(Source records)
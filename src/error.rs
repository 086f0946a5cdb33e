use thiserror::Error;

pub type PanelwiseResult<T> = Result<T, PanelwiseError>;

#[derive(Debug, Error)]
pub enum PanelwiseError {
    #[error(transparent)]
    Config(#[from] ConfigError),

    #[error(transparent)]
    Aggregation(#[from] AggregationError),

    #[error(transparent)]
    Data(#[from] DataError),
}

impl PanelwiseError {
    pub fn is_config(&self) -> bool {
        matches!(self, Self::Config(_))
    }

    pub fn is_aggregation(&self) -> bool {
        matches!(self, Self::Aggregation(_))
    }

    pub fn is_data(&self) -> bool {
        matches!(self, Self::Data(_))
    }
}

/// Caller mistakes detected while building charts, panels, series or tables.
///
/// These are never transient; retrying with the same input fails the same way.
#[derive(Debug, Error)]
pub enum ConfigError {
    #[error("Panel needs at least one series without an offset (labels: {labels:?})")]
    NoAnchorSeries { labels: Vec<String> },

    #[error("Panel has no series")]
    NoSeries,

    #[error("Series '{0}' does not reference any column")]
    EmptySeriesColumns(String),

    #[error("Series label '{0}' is used more than once in the same panel")]
    DuplicateLabel(String),

    #[error("Invalid window size {0}: must be at least one bucket")]
    InvalidWindowSize(u32),

    #[error("Chart was given an explicit, empty panel list")]
    NoPanels,

    #[error("Data frame has no numeric columns to chart")]
    NoNumericColumns,

    #[error("Too many numeric columns ({found}) for line styles ({available})")]
    TooManyNumericColumns { found: usize, available: usize },

    #[error("Column '{column}' cannot be used as a time index (dtype: {dtype})")]
    InvalidIndex { column: String, dtype: String },

    #[error("Time index '{column}' has a missing timestamp at row {row}")]
    NullTimestamp { column: String, row: usize },

    #[error("Unsupported time zone on the time index: '{0}'")]
    UnsupportedTimeZone(String),

    #[error("Invalid percentile {0}: must be within 0..=100")]
    InvalidPercentile(f64),

    #[error("Invalid number format '{0}'")]
    InvalidFormat(String),

    #[error("Invalid y-axis limits ({low}, {high}): both must be finite and low < high")]
    InvalidYLimits { low: f64, high: f64 },
}

/// Errors raised while an aggregation function runs over a bucket.
#[derive(Debug, Error)]
pub enum AggregationError {
    #[error(
        "Aggregation '{aggregation}' for series '{label}' returned {width} values per bucket, expected a single value"
    )]
    UnsupportedShape {
        aggregation: String,
        label: String,
        width: usize,
    },

    #[error("Column '{column}' has non-numeric dtype {dtype} and cannot be aggregated")]
    NonNumericColumn { column: String, dtype: String },

    #[error("Column '{0}' is not part of the bucket")]
    MissingColumn(String),
}

/// Errors related to the raw data frame and calendar arithmetic on its index.
#[derive(Debug, Error)]
pub enum DataError {
    #[error("Data frame error: {0}")]
    DataFrame(String),

    #[error("Column not found: '{0}'")]
    ColumnNotFound(String),

    #[error("No rows with observed values in columns {0:?}")]
    NoObservations(Vec<String>),

    #[error("Timestamp out of range: {0}")]
    TimestampOverflow(String),

    #[error("Invalid bounds: earliest {earliest} is not before latest {latest}")]
    InvalidBounds { earliest: String, latest: String },
}
//! Calendar primitives: bucket bounds, granularities, calendar offsets and time zones.

pub mod bounds;
pub mod granularity;
pub mod offset;
pub mod zone;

● Try it
Every entry above should be retyped exactly as it appears.

● Response to the task
filename src/error.rs
repository 086f0946a5cdb33e
use thiserror::Error;

pub type PanelwiseResult<T> = Result<T, PanelwiseError>;

#[derive(Debug, Error)]
pub enum PanelwiseError {
    #[error(transparent)]
    Config(#[from] ConfigError),

    #[error(transparent)]
    Aggregation(#[from] AggregationError),

    #[error(transparent)]
    Data(#[from] DataError),
}

impl PanelwiseError {
    pub fn is_config(&self) -> bool {
        matches!(self, Self::Config(_))
    }

    pub fn is_aggregation(&self) -> bool {
        matches!(self, Self::Aggregation(_))
    }

    pub fn is_data(&self) -> bool {
        matches!(self, Self::Data(_))
    }
}

/// Caller mistakes detected while building charts, panels, series or tables.
///
/// These are never transient; retrying with the same input fails the same way.
#[derive(Debug, Error)]
pub enum ConfigError {
    #[error("Panel needs at least one series without an offset (labels: {labels:?})")]
    NoAnchorSeries { labels: Vec<String> },

    #[error("Panel has no series")]
    NoSeries,

    #[error("Series '{0}' does not reference any column")]
    EmptySeriesColumns(String),

    #[error("Series label '{0}' is used more than once in the same panel")]
    DuplicateLabel(String),

    #[error("Invalid window size {0}: must be at least one bucket")]
    InvalidWindowSize(u32),

    #[error("Chart was given an explicit, empty panel list")]
    NoPanels,

    #[error("Data frame has no numeric columns to chart")]
    NoNumericColumns,

    #[error("Too many numeric columns ({found}) for line styles ({available})")]
    TooManyNumericColumns { found: usize, available: usize },

    #[error("Column '{column}' cannot be used as a time index (dtype: {dtype})")]
    InvalidIndex { column: String, dtype: String },

    #[error("Time index '{column}' has a missing timestamp at row {row}")]
    NullTimestamp { column: String, row: usize },

    #[error("Unsupported time zone on the time index: '{0}'")]
    UnsupportedTimeZone(String),

    #[error("Invalid percentile {0}: must be within 0..=100")]
    InvalidPercentile(f64),

    #[error("Invalid number format '{0}'")]
    InvalidFormat(String),

    #[error("Invalid y-axis limits ({low}, {high}): both must be finite and low < high")]
    InvalidYLimits { low: f64, high: f64 },
}

/// Errors raised while an aggregation function runs over a bucket.
#[derive(Debug, Error)]
pub enum AggregationError {
    #[error(
        "Aggregation '{aggregation}' for series '{label}' returned {width} values per bucket, expected a single value"
    )]
    UnsupportedShape {
        aggregation: String,
        label: String,
        width: usize,
    },

    #[error("Column '{column}' has non-numeric dtype {dtype} and cannot be aggregated")]
    NonNumericColumn { column: String, dtype: String },

    #[error("Column '{0}' is not part of the bucket")]
    MissingColumn(String),
}

/// Errors related to the raw data frame and calendar arithmetic on its index.
#[derive(Debug, Error)]
pub enum DataError {
    #[error("Data frame error: {0}")]
    DataFrame(String),

    #[error("Column not found: '{0}'")]
    ColumnNotFound(String),

    #[error("No rows with observed values in columns {0:?}")]
    NoObservations(Vec<String>),

    #[error("Timestamp out of range: {0}")]
    TimestampOverflow(String),

    #[error("Invalid bounds: earliest {earliest} is not before latest {latest}")]
    InvalidBounds { earliest: String, latest: String },
}
//! Calendar primitives: bucket bounds, granularities, calendar offsets and time zones.

pub mod bounds;
pub mod granularity;
pub mod offset;
pub mod zone;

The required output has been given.